Marlene is already dashing up the stairs, which puts paid to any theory I might have about high heels inhibiting their wearer's capacity for speed. I hear the office filing cabinet drawer being slid open.

Gail continues. ‘A legally binding agreement …'

Marlene returns to the landing, brandishing a sheaf of papers.

Gail lifts her gaze. ‘For a transfer of ownership.'

Marlene stills, not sure what's coming.

‘What did he tell you?' Gail asks her from below. ‘That they were my embryo-transfer documents and as the recipient you needed to sign too? Did he make you do it
blindfolded
? Because what you signed — as a witness — was the handover of Cute'n'Cuddly Pty Ltd to Doug Smeg Enterprises.'

Marlene shrieks her disappointment and flings the papers over the railing. Several sheets flutter down. I pluck one from the air and shine my bike light on it. A page of legalese in tiny print. It could be anything.

‘Well then,' Marlene says sharply from above. ‘I have some show and tell of my own.' Haloed in the gantry lantern's glare, she leans over the railing like an opera diva ready to spout an aria. Trust her to go for the theatrical reveal.

‘It's about my sperm donor.'

I glance at Doug.

‘We met here every Sunday and did it like hobos in that disgusting room. I jerked him off into a jar. It turned him on like crazy. Ask him. He especially liked it when I wore a prayer shawl.'

I think back to my first visit here. That explains the sequin in the sackcloth.

‘The candles and the porn were for ambience?' I enquire.

‘Doug's idea of foreplay.' She snorts. ‘But he didn't care about the décor so long as he got his equipment serviced.' She turns to Doug. ‘You thought you were going to be a daddy, didn't you?'

‘The little fellas are excellent swimmers,' he says, and Marlene begins to laugh hysterically. She's been treading such a tightrope of manipulation and deceit, I wonder if something's finally snapped.

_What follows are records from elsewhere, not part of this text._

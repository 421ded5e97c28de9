//! Hand-assembled LookML views and models

use dbtea_core::{DbteaError, Result};
use serde_json::{Map, Value};

use crate::emit::dump;
use crate::properties::ViewProperty;

fn insert_list(map: &mut Map<String, Value>, key: &str, items: &[Value]) {
    if !items.is_empty() {
        map.insert(key.to_string(), Value::Array(items.to_vec()));
    }
}

fn insert_str(map: &mut Map<String, Value>, key: &str, value: &Option<String>) {
    if let Some(value) = value {
        map.insert(key.to_string(), Value::String(value.clone()));
    }
}

/// Builder for a single LookML view
#[derive(Debug, Clone, PartialEq)]
pub struct LookmlView {
    pub name: String,
    pub label: Option<String>,
    pub extends: Option<String>,
    pub extension_is_required: bool,
    pub sql_table_name: Option<String>,
    pub derived_table: Option<Value>,
    pub required_access_grants: Vec<String>,
    pub include_suggestions: bool,
    pub parameters: Vec<Value>,
    pub dimensions: Vec<Value>,
    pub dimension_groups: Vec<Value>,
    pub measures: Vec<Value>,
    pub sets: Vec<Value>,
}

impl LookmlView {
    pub fn new(name: impl Into<String>) -> Self {
        Self {
            name: name.into(),
            label: None,
            extends: None,
            extension_is_required: false,
            sql_table_name: None,
            derived_table: None,
            required_access_grants: Vec::new(),
            include_suggestions: true,
            parameters: Vec::new(),
            dimensions: Vec::new(),
            dimension_groups: Vec::new(),
            measures: Vec::new(),
            sets: Vec::new(),
        }
    }

    pub fn with_label(mut self, label: impl Into<String>) -> Self {
        self.label = Some(label.into());
        self
    }

    pub fn with_extends(mut self, extends: impl Into<String>) -> Self {
        self.extends = Some(extends.into());
        self
    }

    pub fn extension_required(mut self) -> Self {
        self.extension_is_required = true;
        self
    }

    pub fn with_sql_table_name(mut self, table: impl Into<String>) -> Self {
        self.sql_table_name = Some(table.into());
        self
    }

    pub fn with_derived_table(mut self, derived_table: Value) -> Self {
        self.derived_table = Some(derived_table);
        self
    }

    pub fn with_required_access_grants(mut self, grants: Vec<String>) -> Self {
        self.required_access_grants = grants;
        self
    }

    pub fn without_suggestions(mut self) -> Self {
        self.include_suggestions = false;
        self
    }

    pub fn with_parameters(mut self, parameters: Vec<Value>) -> Self {
        self.parameters = parameters;
        self
    }

    pub fn with_dimensions(mut self, dimensions: Vec<Value>) -> Self {
        self.dimensions = dimensions;
        self
    }

    pub fn with_dimension_groups(mut self, dimension_groups: Vec<Value>) -> Self {
        self.dimension_groups = dimension_groups;
        self
    }

    pub fn with_measures(mut self, measures: Vec<Value>) -> Self {
        self.measures = measures;
        self
    }

    pub fn with_sets(mut self, sets: Vec<Value>) -> Self {
        self.sets = sets;
        self
    }

    /// View properties as a JSON object
    ///
    /// A view must name its source through `sql_table_name`, `derived_table`
    /// or `extends`.
    pub fn assemble(&self) -> Result<Value> {
        tracing::info!("Creating LookML View: {}", self.name);

        if self.sql_table_name.is_none() && self.derived_table.is_none() && self.extends.is_none() {
            return Err(DbteaError::invalid_input(
                "missing-lookml-view-properties",
                "Missing Necessary LookML View Properties",
                format!(
                    "View {} must specify either a `sql_table_name`, `derived_table` or `extends` \
                     in order to properly specify the view source",
                    self.name
                ),
            ));
        }

        let mut view = Map::new();
        view.insert(ViewProperty::Name.to_string(), Value::String(self.name.clone()));
        insert_str(&mut view, ViewProperty::Label.as_str(), &self.label);
        insert_str(&mut view, ViewProperty::Extends.as_str(), &self.extends);
        if self.extension_is_required {
            view.insert(ViewProperty::Extension.to_string(), Value::String("required".to_string()));
        }
        insert_str(&mut view, ViewProperty::SqlTableName.as_str(), &self.sql_table_name);
        if let Some(derived_table) = &self.derived_table {
            view.insert(ViewProperty::DerivedTable.to_string(), derived_table.clone());
        }
        if !self.required_access_grants.is_empty() {
            let grants = self
                .required_access_grants
                .iter()
                .cloned()
                .map(Value::String)
                .collect();
            view.insert(ViewProperty::RequiredAccessGrants.to_string(), Value::Array(grants));
        }
        if !self.include_suggestions {
            view.insert(ViewProperty::Suggestions.to_string(), Value::String("no".to_string()));
        }

        insert_list(&mut view, ViewProperty::Parameters.as_str(), &self.parameters);
        insert_list(&mut view, ViewProperty::Dimensions.as_str(), &self.dimensions);
        insert_list(&mut view, ViewProperty::DimensionGroups.as_str(), &self.dimension_groups);
        insert_list(&mut view, ViewProperty::Measures.as_str(), &self.measures);
        insert_list(&mut view, ViewProperty::Sets.as_str(), &self.sets);

        Ok(Value::Object(view))
    }

    /// `{"views": [view]}` document
    pub fn document(&self) -> Result<Value> {
        let mut document = Map::new();
        document.insert("views".to_string(), Value::Array(vec![self.assemble()?]));
        Ok(Value::Object(document))
    }

    /// Rendered LookML text
    pub fn to_lookml(&self) -> Result<String> {
        Ok(dump(&self.document()?))
    }
}

/// Builder for a LookML model file
#[derive(Debug, Clone, PartialEq)]
pub struct LookmlModel {
    pub name: String,
    pub connection: Option<String>,
    pub label: Option<String>,
    pub includes: Vec<String>,
    pub persist_for: Option<String>,
    pub persist_with: Option<String>,
    pub fiscal_month_offset: Option<i64>,
    pub week_start_day: Option<String>,
    pub case_sensitive: bool,
    pub datagroups: Vec<Value>,
    pub access_grants: Vec<Value>,
    pub explores: Vec<Value>,
    pub named_value_formats: Vec<Value>,
    pub map_layers: Vec<Value>,
    pub tests: Vec<Value>,
}

impl LookmlModel {
    pub fn new(name: impl Into<String>) -> Self {
        Self {
            name: name.into(),
            connection: None,
            label: None,
            includes: Vec::new(),
            persist_for: None,
            persist_with: None,
            fiscal_month_offset: None,
            week_start_day: None,
            case_sensitive: true,
            datagroups: Vec::new(),
            access_grants: Vec::new(),
            explores: Vec::new(),
            named_value_formats: Vec::new(),
            map_layers: Vec::new(),
            tests: Vec::new(),
        }
    }

    pub fn with_connection(mut self, connection: impl Into<String>) -> Self {
        self.connection = Some(connection.into());
        self
    }

    pub fn with_label(mut self, label: impl Into<String>) -> Self {
        self.label = Some(label.into());
        self
    }

    pub fn with_includes(mut self, includes: Vec<String>) -> Self {
        self.includes = includes;
        self
    }

    pub fn with_persist_for(mut self, persist_for: impl Into<String>) -> Self {
        self.persist_for = Some(persist_for.into());
        self
    }

    pub fn with_persist_with(mut self, datagroup: impl Into<String>) -> Self {
        self.persist_with = Some(datagroup.into());
        self
    }

    pub fn with_fiscal_month_offset(mut self, offset: i64) -> Self {
        self.fiscal_month_offset = Some(offset);
        self
    }

    pub fn with_week_start_day(mut self, day: impl Into<String>) -> Self {
        self.week_start_day = Some(day.into());
        self
    }

    pub fn case_insensitive(mut self) -> Self {
        self.case_sensitive = false;
        self
    }

    pub fn with_datagroups(mut self, datagroups: Vec<Value>) -> Self {
        self.datagroups = datagroups;
        self
    }

    pub fn with_access_grants(mut self, access_grants: Vec<Value>) -> Self {
        self.access_grants = access_grants;
        self
    }

    pub fn with_explores(mut self, explores: Vec<Value>) -> Self {
        self.explores = explores;
        self
    }

    pub fn with_named_value_formats(mut self, formats: Vec<Value>) -> Self {
        self.named_value_formats = formats;
        self
    }

    pub fn with_map_layers(mut self, map_layers: Vec<Value>) -> Self {
        self.map_layers = map_layers;
        self
    }

    pub fn with_tests(mut self, tests: Vec<Value>) -> Self {
        self.tests = tests;
        self
    }

    /// Model document: settings first, then body lists
    pub fn assemble(&self) -> Value {
        tracing::info!("Creating LookML Model: {}", self.name);

        let mut model = Map::new();
        insert_str(&mut model, "connection", &self.connection);
        insert_str(&mut model, "label", &self.label);
        if !self.includes.is_empty() {
            let includes = self.includes.iter().cloned().map(Value::String).collect();
            model.insert("includes".to_string(), Value::Array(includes));
        }
        insert_str(&mut model, "persist_for", &self.persist_for);
        insert_str(&mut model, "persist_with", &self.persist_with);
        if let Some(offset) = self.fiscal_month_offset.filter(|o| *o != 0) {
            model.insert("fiscal_month_offset".to_string(), Value::from(offset));
        }
        insert_str(&mut model, "week_start_day", &self.week_start_day);
        if !self.case_sensitive {
            model.insert("case_sensitive".to_string(), Value::String("no".to_string()));
        }

        insert_list(&mut model, "datagroups", &self.datagroups);
        insert_list(&mut model, "access_grants", &self.access_grants);
        insert_list(&mut model, "explores", &self.explores);
        insert_list(&mut model, "named_value_formats", &self.named_value_formats);
        insert_list(&mut model, "map_layers", &self.map_layers);
        insert_list(&mut model, "tests", &self.tests);

        Value::Object(model)
    }

    pub fn to_lookml(&self) -> String {
        dump(&self.assemble())
    }
}

#[cfg(test)]
mod tests {
    use super::*;
    use dbtea_core::ErrorKind;
    use pretty_assertions::assert_eq;
    use serde_json::json;

    #[test]
    fn view_requires_a_source() {
        let err = LookmlView::new("orphan").with_label("Orphan").assemble().unwrap_err();
        assert_eq!(err.kind, ErrorKind::InvalidInput);
        assert_eq!(err.name, "missing-lookml-view-properties");
        assert_eq!(err.exit_code(), 100);
    }

    #[test]
    fn view_properties_in_lookml_order() {
        let view = LookmlView::new("orders")
            .with_sets(vec![json!({"name": "detail", "fields": ["id"]})])
            .with_dimensions(vec![json!({"name": "id", "type": "number", "sql": "${TABLE}.id"})])
            .with_sql_table_name("analytics.orders")
            .with_extends("base_orders")
            .extension_required()
            .without_suggestions()
            .with_label("Orders");

        assert_eq!(
            view.assemble().unwrap(),
            json!({
                "name": "orders",
                "label": "Orders",
                "extends": "base_orders",
                "extension": "required",
                "sql_table_name": "analytics.orders",
                "suggestions": "no",
                "dimensions": [{"name": "id", "type": "number", "sql": "${TABLE}.id"}],
                "sets": [{"name": "detail", "fields": ["id"]}]
            })
        );
    }

    #[test]
    fn extends_alone_is_a_source() {
        let text = LookmlView::new("child").with_extends("parent").to_lookml().unwrap();
        assert_eq!(text, "view: child {\n  extends: parent\n}\n");
    }

    #[test]
    fn model_settings_and_body() {
        let model = LookmlModel::new("ecommerce")
            .with_connection("warehouse")
            .with_includes(vec!["/views/*.view.lkml".to_string()])
            .with_explores(vec![json!({"name": "orders"})])
            .with_fiscal_month_offset(0)
            .case_insensitive();

        assert_eq!(
            model.assemble(),
            json!({
                "connection": "warehouse",
                "includes": ["/views/*.view.lkml"],
                "case_sensitive": "no",
                "explores": [{"name": "orders"}]
            })
        );
        assert!(model.to_lookml().contains("explore: orders {\n}"));
    }
}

‘I lied, Dougy,' she coos. ‘Someone else was going to do those particular honours, because you're firing blanks. I saw the results onscreen at the fertility clinic and none of them were even wriggling. You've got two saggy scrotal sacs of duds!'

‘You lying cunt.' Doug goes for the stairs.

He reaches her in a series of heavy-footed lunges, but she lifts one spike-heeled foot with the agility of a kickboxer and shoves it straight in his chest.

I revise my opinion of stilettos. Speed
and
accuracy.

Surprised by her unexpected force, Doug is sent down a couple of steps. He grabs the railing and the entire
construction judders. He launches for her again. This time the railing snaps off in his hand like a piece of peanut brittle and he tips forward, nose to metal.

As he struggles upright, there's an almighty crack. The structure beneath him sags, unhitched from the gantry, a metre gap opening to where Marlene is on the landing. He scrabbles for a hold as the stairs tilt and strain and the anchor bolts are wrenched from their base plates. Then the entire structure buckles like meccano and crashes to the ground, Doug with it.

We rush to where he's contorting, eyes wide, on the concrete, his body tangled in rusty iron. The piece of stairway poking from his chest doesn't look good.

‘Oh my God, oh my God!' Marlene shrieks from above as Doug vomits a gout of blood, and a pool of black begins to seep across the pale cement.

Anwar and the protection duo crouch both sides of him, trying to staunch the flow, but it's coming out of so many places. The next spurt gets them all.

Doug's body tenses to hiccup another viscous mass, then goes slack in a long gurgling exhalation, like a drain emptying.

One of the protection duo has her fingers pressed to his carotid. Appalled, we wait. She looks up at us, shaking her head.

‘Inshallah.' Anwar passes a hand across Doug's eyes and closes the lids.

In the shocked silence, the sounds of the outside begin to filter back. Marlene totters around the gantry and clunks
noisily down the far steps, oblivious to their missing bits. She crosses the factory floor, stopping a safe distance from where Doug's body has been skewered by wreckage.

‘Oh my God,' she moans, hand over mouth.